熊本地震、IT施設で目立った「水」の被害、景況感は悪化も投資意欲衰えず──JCSSA調査

2016.6.15 17:46配信

日本の主要IT企業が加盟している日本コンピュータシステム販売店協会(JCSSA)は6月15日、会員企業向けに実施した「第5回JCSSA景気動向調査」の結果を発表した。それによると、会員企業で直接地震の被害を受けたのは11.7%、顧客が被害を受けたのは40.8%に上ったことが明らかになった。

熊本地震の具体的な被害状況については、直接的な影響で建物やサーバー、PC、通信機器などが損壊する被害があったほか、従業員が出勤できなくなることでの業務停止など、間接的な被害の報告も目立った。一方、スプリンクラーの誤作動や故障、水道管の破裂などによる浸水被害も多く、地震の備えとして「水」の被害にも留意する必要があることが分かった。

こうした被害の実態を受け、会員企業が顧客向けに提案を強化する項目としては、「IT施設のバックアップ体制」(53.3%)や「各種データのバックアップ対策」(46.7%)、「各種サービスのクラウド化」(45.8%)、「緊急対応体制の整備」(33.3%)、「事業継続のための代替策」(32.5%)などが多かった。

景況感判断については、現在の景況感を示す「景況感の現状判断DI」が1.7で、15年11月の前回調査比で-31.0ポイントを記録。今後半年間の景況感の見通しを示す「半年間の見通しDI」が-6.7も前回比-46.5ポイントと、いずれも低水準に終わった。しかし、半年後の業績見通しについては、41.7%の企業が増収増益と回答。また32.5%が減収増益として拮抗している。

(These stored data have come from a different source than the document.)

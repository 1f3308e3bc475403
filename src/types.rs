//! Shared types used across all pipeline stages.
//!
//! These types flow between stages (scan → process → graph → generate) and
//! into the `pages.json` manifest, so they must serialize identically
//! everywhere.

use chrono::NaiveDate;
use serde::{Deserialize, Serialize};
use std::path::PathBuf;

/// A reading-time estimate derived from body word count.
///
/// Minutes are the ceiling of `words / words_per_minute`; an empty body is
/// 0 minutes. `cups` is the decorative coffee-cup count the index page
/// renders next to each post: one cup per started 10-minute bucket.
#[derive(Debug, Clone, PartialEq, Eq, Serialize, Deserialize)]
pub struct ReadingTime {
    /// Estimated minutes, rounded up. 0 only for an empty body.
    pub minutes: u32,
    /// Human-readable label, e.g. `"3 min read"`.
    pub text: String,
    /// Coffee cups to render: `ceil(minutes / 10)`.
    pub cups: u32,
}

/// A parsed document after the per-document processing phase.
///
/// Carries everything the graph builder and page assembler need; the raw
/// source text is gone by this point. `source_path` survives solely for
/// error reporting (slug collisions name the files involved).
#[derive(Debug, Clone)]
pub struct Document {
    /// Absolute path of the source file, for error messages.
    pub source_path: PathBuf,
    /// URL slug derived from the path relative to the content root.
    pub slug: String,
    /// Post title from front matter. Never empty.
    pub title: String,
    /// Publication date from front matter.
    pub date: NaiveDate,
    /// Optional summary from front matter. When absent, the assembler
    /// derives an excerpt from the body instead.
    pub description: Option<String>,
    /// Body rendered to HTML.
    pub body_html: String,
    /// Whitespace-normalized plain text of the body (markup stripped).
    pub plain_text: String,
    pub reading_time: ReadingTime,
}

/// The final, immutable page record handed to rendering.
///
/// Pages are assembled once per build and never mutated afterwards;
/// downstream consumers (templates, the feed, listing pages) all read the
/// same collection.
#[derive(Debug, Clone, Serialize, Deserialize)]
pub struct Page {
    /// Unique URL slug, e.g. `posts/hello-world`.
    pub slug: String,
    pub title: String,
    /// Publication date (ISO in the manifest).
    pub date: NaiveDate,
    /// Human-readable date, e.g. `"May 01, 2015"`.
    pub display_date: String,
    /// Front-matter description, verbatim, if one was given.
    #[serde(default, skip_serializing_if = "Option::is_none")]
    pub description: Option<String>,
    /// Description fallback: body text pruned to the excerpt budget.
    pub excerpt: String,
    /// Body rendered to HTML.
    pub body_html: String,
    pub reading_time: ReadingTime,
    /// Slug of the adjacent newer post, if any.
    #[serde(default, skip_serializing_if = "Option::is_none")]
    pub previous_slug: Option<String>,
    /// Slug of the adjacent older post, if any.
    #[serde(default, skip_serializing_if = "Option::is_none")]
    pub next_slug: Option<String>,
}
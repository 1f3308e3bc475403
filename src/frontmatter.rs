//! Front-matter extraction, parsing, and validation.
//!
//! Every document starts with a YAML block fenced by `---` lines:
//!
//! ```text
//! ---
//! title: Hello World
//! date: 2015-05-01
//! description: Optional one-line summary
//! ---
//! Body markdown follows...
//! ```
//!
//! `title` and `date` are required; `description` is optional. Unknown keys
//! are ignored so posts can carry extra metadata without breaking the
//! build. Dates accept `YYYY-MM-DD` or a full RFC 3339 timestamp and
//! re-format for display as `"May 01, 2015"`.
//!
//! Parsing is pure: the same bytes always produce the same result, and no
//! state is touched outside the returned values.

use chrono::{DateTime, NaiveDate};
use serde::Deserialize;
use thiserror::Error;

#[derive(Error, Debug)]
pub enum FrontMatterError {
    #[error("missing front matter block (document must start with `---`)")]
    MissingBlock,
    #[error("unterminated front matter block (no closing `---`)")]
    Unterminated,
    #[error("invalid front matter YAML: {0}")]
    Yaml(#[from] serde_yaml::Error),
    #[error("missing or empty required field `title`")]
    MissingTitle,
    #[error("missing required field `date`")]
    MissingDate,
    #[error("unparseable date `{0}` (expected YYYY-MM-DD or RFC 3339)")]
    BadDate(String),
}

/// Validated front matter for one document.
#[derive(Debug, Clone, PartialEq, Eq)]
pub struct FrontMatter {
    pub title: String,
    pub date: NaiveDate,
    pub description: Option<String>,
}

/// Raw key/value view of the YAML block, before validation.
/// Unknown keys are dropped here by serde.
#[derive(Debug, Default, Deserialize)]
struct RawFrontMatter {
    title: Option<String>,
    date: Option<String>,
    description: Option<String>,
}

/// Split a document into validated front matter and its body.
///
/// The body is returned as a slice of the input, starting immediately
/// after the closing fence line. A leading BOM is tolerated. `...` is
/// accepted as a closing fence (the YAML document-end marker).
pub fn parse(raw: &str) -> Result<(FrontMatter, &str), FrontMatterError> {
    let input = raw.strip_prefix('\u{feff}').unwrap_or(raw);

    let mut lines = input.split_inclusive('\n');
    let first = lines.next().ok_or(FrontMatterError::MissingBlock)?;
    if first.trim_end() != "---" {
        return Err(FrontMatterError::MissingBlock);
    }

    // Scan for the closing fence, tracking byte offsets so the body can be
    // returned without copying.
    let mut fence = None;
    let mut pos = first.len();
    for line in lines {
        let trimmed = line.trim_end();
        if trimmed == "---" || trimmed == "..." {
            fence = Some((pos, pos + line.len()));
            break;
        }
        pos += line.len();
    }
    let (fence_start, body_start) = fence.ok_or(FrontMatterError::Unterminated)?;

    let yaml = &input[first.len()..fence_start];
    let body = &input[body_start..];

    let raw_fields: RawFrontMatter = if yaml.trim().is_empty() {
        RawFrontMatter::default()
    } else {
        serde_yaml::from_str(yaml)?
    };

    let title = raw_fields
        .title
        .map(|t| t.trim().to_string())
        .filter(|t| !t.is_empty())
        .ok_or(FrontMatterError::MissingTitle)?;

    let date_str = raw_fields.date.ok_or(FrontMatterError::MissingDate)?;
    let date = parse_date(&date_str)?;

    let description = raw_fields
        .description
        .map(|d| d.trim().to_string())
        .filter(|d| !d.is_empty());

    Ok((
        FrontMatter {
            title,
            date,
            description,
        },
        body,
    ))
}

/// Parse a front-matter date: `YYYY-MM-DD` first, RFC 3339 as fallback.
fn parse_date(s: &str) -> Result<NaiveDate, FrontMatterError> {
    let s = s.trim();
    if let Ok(date) = NaiveDate::parse_from_str(s, "%Y-%m-%d") {
        return Ok(date);
    }
    if let Ok(dt) = DateTime::parse_from_rfc3339(s) {
        return Ok(dt.date_naive());
    }
    Err(FrontMatterError::BadDate(s.to_string()))
}

/// Human-readable date used on post and listing pages: `"May 01, 2015"`.
pub fn display_date(date: NaiveDate) -> String {
    date.format("%B %d, %Y").to_string()
}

業績がおおむね好調に推移しているIT業界だが、景況感の悪化から売り上げの減少を見込み、コストダウンなどでカバーしようとする傾向が見られた。また、「賃上げDI」は50.8で前回比+8.3ポイント、「賞与DI」も31.7で前回比+14.0ポイントと高かった。さらに「設備投資DI」は32.5と比較的高めの結果になった。人材や設備に対する投資意欲はほとんど衰えていないことが分かった。